Another of the phamilies that contain members in all 30 of the bacteriophage genomes is the Phamilie 23. This phamilie’s characteristic is that their sequences encode for the tape-measure protein (Tmp) that plays a role in tail assembly and determines the lengths of non-contractile tails. This figure shows a phyologenetic analysis [ phylogenetic analysis : Phylogenetic methods can be used for many purposes, including analysis of morphological and several kinds of molecular data. On the analysis of DNA and protein sequences they can be useful for: Comparisons of more than two sequences; Analysis of gene families, including functional predictions; Estimation of evolutionary relationships among organisms] that accounts for the complexity of this phamilie. The long branch lengths make the complexity evident. In this phylogenetic analysis, the amino acid sequences for each of the 30 constituent members of Pham 23 were aligned using the program called ClustalW and the unrooted phylogenetic relationships represented using NJTree. Bootstrap values form reiterations are shown (Boostrap values are like average values, in this case from sequence length).
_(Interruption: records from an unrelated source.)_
//! Configuration management for netpol-compat
//!
//! Provides hierarchical configuration loading from multiple sources:
//! 1. CLI arguments (highest precedence, applied by the caller)
//! 2. Environment variables (`NPC_<SECTION>__<KEY>`, e.g. `NPC_BATCH__PARALLEL`)
//! 3. netpol-compat.local.toml (gitignored, local overrides)
//! 4. netpol-compat.toml (git-tracked, project config)
//! 5. ~/.config/netpol-compat/config.toml (user defaults)
//! 6. Built-in defaults (lowest precedence)

use anyhow::Result;
use netpol_compat::{
    BatchOptions, EvaluationOptions, NamespaceSelectorMode, PeerMatching, PolicyPair,
};
use serde::{Deserialize, Serialize};
use std::path::{Path, PathBuf};

mod error;
mod loader;
mod paths;

pub use error::ConfigError;
pub use loader::ConfigLoader;
pub use paths::Paths;

/// Main netpol-compat configuration
#[derive(Debug, Clone, Default, Serialize, Deserialize)]
#[serde(default)]
pub struct CompatConfig {
    pub evaluation: EvaluationConfig,
    pub policies: PoliciesConfig,
    pub batch: BatchConfig,
    pub output: OutputConfig,
}

#[derive(Debug, Clone, Default, Serialize, Deserialize)]
#[serde(default)]
pub struct EvaluationConfig {
    pub peer_matching: PeerMatching,
    pub namespace_selectors: NamespaceSelectorMode,
}

#[derive(Debug, Clone, Serialize, Deserialize)]
#[serde(default)]
pub struct PoliciesConfig {
    /// Directory policy locators are resolved against.
    pub dir: PathBuf,
}

impl Default for PoliciesConfig {
    fn default() -> Self {
        Self {
            dir: PathBuf::from("policies"),
        }
    }
}

#[derive(Debug, Clone, Serialize, Deserialize)]
#[serde(default)]
pub struct BatchConfig {
    pub parallel: bool,
    pub pairs: Vec<PolicyPair>,
}

impl Default for BatchConfig {
    fn default() -> Self {
        Self {
            parallel: true,
            pairs: Vec::new(),
        }
    }
}

#[derive(Debug, Clone, Serialize, Deserialize)]
#[serde(default)]
pub struct OutputConfig {
    pub format: OutputFormat,
    pub color: bool,
}

impl Default for OutputConfig {
    fn default() -> Self {
        Self {
            format: OutputFormat::Text,
            color: true,
        }
    }
}

#[derive(Debug, Clone, Copy, Serialize, Deserialize, PartialEq, Eq)]
#[serde(rename_all = "kebab-case")]
pub enum OutputFormat {
    Text,
    Json,
}

impl OutputFormat {
    pub fn as_str(self) -> &'static str {
        match self {
            Self::Text => "text",
            Self::Json => "json",
        }
    }
}

impl CompatConfig {
    /// Load configuration from default locations
    pub fn load() -> Result<Self> {
        ConfigLoader::new().load()
    }

    /// Load configuration from specific project directory
    pub fn load_from_dir(project_dir: impl AsRef<Path>) -> Result<Self> {
        ConfigLoader::new().with_project_dir(project_dir).load()
    }

    /// Read a single TOML file, without layering
    pub fn from_file(path: impl AsRef<Path>) -> Result<Self, ConfigError> {
        let path = path.as_ref();
        let text = std::fs::read_to_string(path).map_err(|source| ConfigError::Unreadable {
            path: path.to_path_buf(),
            source,
        })?;
        let config: Self = toml::from_str(&text).map_err(|source| ConfigError::InvalidToml {
            path: path.to_path_buf(),
            source,
        })?;
        config.validate()?;
        Ok(config)
    }

    /// Reject configurations that cannot be run
    pub fn validate(&self) -> Result<(), ConfigError> {
        for (index, pair) in self.batch.pairs.iter().enumerate() {
            let side = if pair.ingress.trim().is_empty() {
                "ingress"
            } else if pair.egress.trim().is_empty() {
                "egress"
            } else {
                continue;
            };
            return Err(ConfigError::EmptyPairLocator {
                index: index + 1,
                side,
                pair: pair.clone(),
            });
        }
        Ok(())
    }

    /// Resolve relative paths to absolute
    pub fn resolve_paths(&mut self, base_dir: impl AsRef<Path>) {
        if self.policies.dir.is_relative() {
            self.policies.dir = base_dir.as_ref().join(&self.policies.dir);
        }
    }

    pub fn evaluation_options(&self) -> EvaluationOptions {
        EvaluationOptions::default().with_peer_matching(self.evaluation.peer_matching)
    }

    pub fn batch_options(&self) -> BatchOptions {
        BatchOptions {
            evaluation: self.evaluation_options(),
            parallel: self.batch.parallel,
        }
    }
}

#[cfg(test)]
mod tests {
    use super::*;
    use tempfile::tempdir;

    #[test]
    fn test_default_config() {
        let config = CompatConfig::default();
        assert_eq!(config.evaluation.peer_matching, PeerMatching::PerPeer);
        assert_eq!(
            config.evaluation.namespace_selectors,
            NamespaceSelectorMode::Corrected
        );
        assert_eq!(config.policies.dir, PathBuf::from("policies"));
        assert!(config.batch.parallel);
        assert!(config.batch.pairs.is_empty());
        assert_eq!(config.output.format, OutputFormat::Text);
    }

    #[test]
    fn test_options_follow_config() {
        let mut config = CompatConfig::default();
        config.evaluation.peer_matching = PeerMatching::Merged;
        config.batch.parallel = false;

        let options = config.batch_options();
        assert_eq!(options.evaluation.peer_matching, PeerMatching::Merged);
        assert!(!options.parallel);
    }

    #[test]
    fn test_path_resolution() {
        let mut config = CompatConfig::default();
        config.resolve_paths("/home/user/project");
        assert_eq!(
            config.policies.dir,
            PathBuf::from("/home/user/project/policies")
        );

        config.policies.dir = PathBuf::from("/etc/policies");
        config.resolve_paths("/home/user/project");
        assert_eq!(config.policies.dir, PathBuf::from("/etc/policies"));
    }

    #[test]
    fn test_from_file() {
        let temp_dir = tempdir().expect("Failed to create temp dir");
        let path = temp_dir.path().join("custom.toml");
        std::fs::write(
            &path,
            r#"
[evaluation]
namespace_selectors = "literal"

[[batch.pairs]]
ingress = "service-ingress.yaml"
egress = "break-nginx-egress.yaml"
"#,
        )
        .expect("Failed to write config");

        let config = CompatConfig::from_file(&path).expect("Failed to load config");
        assert_eq!(
            config.evaluation.namespace_selectors,
            NamespaceSelectorMode::Literal
        );
        assert_eq!(
            config.batch.pairs,
            vec![PolicyPair::new(
                "service-ingress.yaml",
                "break-nginx-egress.yaml"
            )]
        );
    }

    #[test]
    fn test_from_file_errors() {
        let temp_dir = tempdir().expect("Failed to create temp dir");

        let missing = CompatConfig::from_file(temp_dir.path().join("missing.toml"));
        assert!(matches!(missing, Err(ConfigError::Unreadable { .. })));

        let bad = temp_dir.path().join("bad.toml");
        std::fs::write(&bad, "[evaluation\n").expect("Failed to write config");
        assert!(matches!(
            CompatConfig::from_file(&bad),
            Err(ConfigError::InvalidToml { .. })
        ));

        let invalid = temp_dir.path().join("invalid.toml");
        std::fs::write(&invalid, "[[batch.pairs]]\ningress = \"a.yaml\"\negress = \" \"\n")
            .expect("Failed to write config");
        assert!(matches!(
            CompatConfig::from_file(&invalid),
            Err(ConfigError::EmptyPairLocator {
                index: 1,
                side: "egress",
                ..
            })
        ));

        let message = CompatConfig::from_file(&invalid)
            .expect_err("empty locator should be rejected")
            .to_string();
        assert_eq!(
            message,
            "batch pair #1 (a.yaml ->  ) has an empty egress locator"
        );
    }
}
The 3 rd phamily that has members in all 30 of the mycobacteriophage genomes is the Phamilie 28. This phamilie also encodes for a tail protein, specifically for minor tails, reason why it is also quite complicated. A total of 81 genes fall into this phamily but no single sequence element in this phamily is present in all 30 genomes. This figure shows the relationships between some members of this phamily. As we can see, there is a high level of amino acid sequence identity in common, specially among the phages Lij gp18, Che8 gp18 and Che8 gp19 and a little bit lower with other members of Pham 28.
The comparison of mycobacteriophage genomes at the nucleotide level reveals not only considerable genetic diversity, but also small groups of phages that appear to be more closely related to each other than they are to other mycobacteriophages. The relationship among these phages was examined by using the program Splitstree, as shown in the picture, which accommodates alternative phylogenetic relationships that present whether or not each genome contains a member of each gene phamily. This analysis reveals 6 clearly defined groups of genomes, designed as Clusters A to F (shown here by colored circles), that are more closely-related to each other than to other mycobacteriophages. The importance of this figure is that it helps to organize the information by comparing and contrasting the genomes of each family for better acomodation.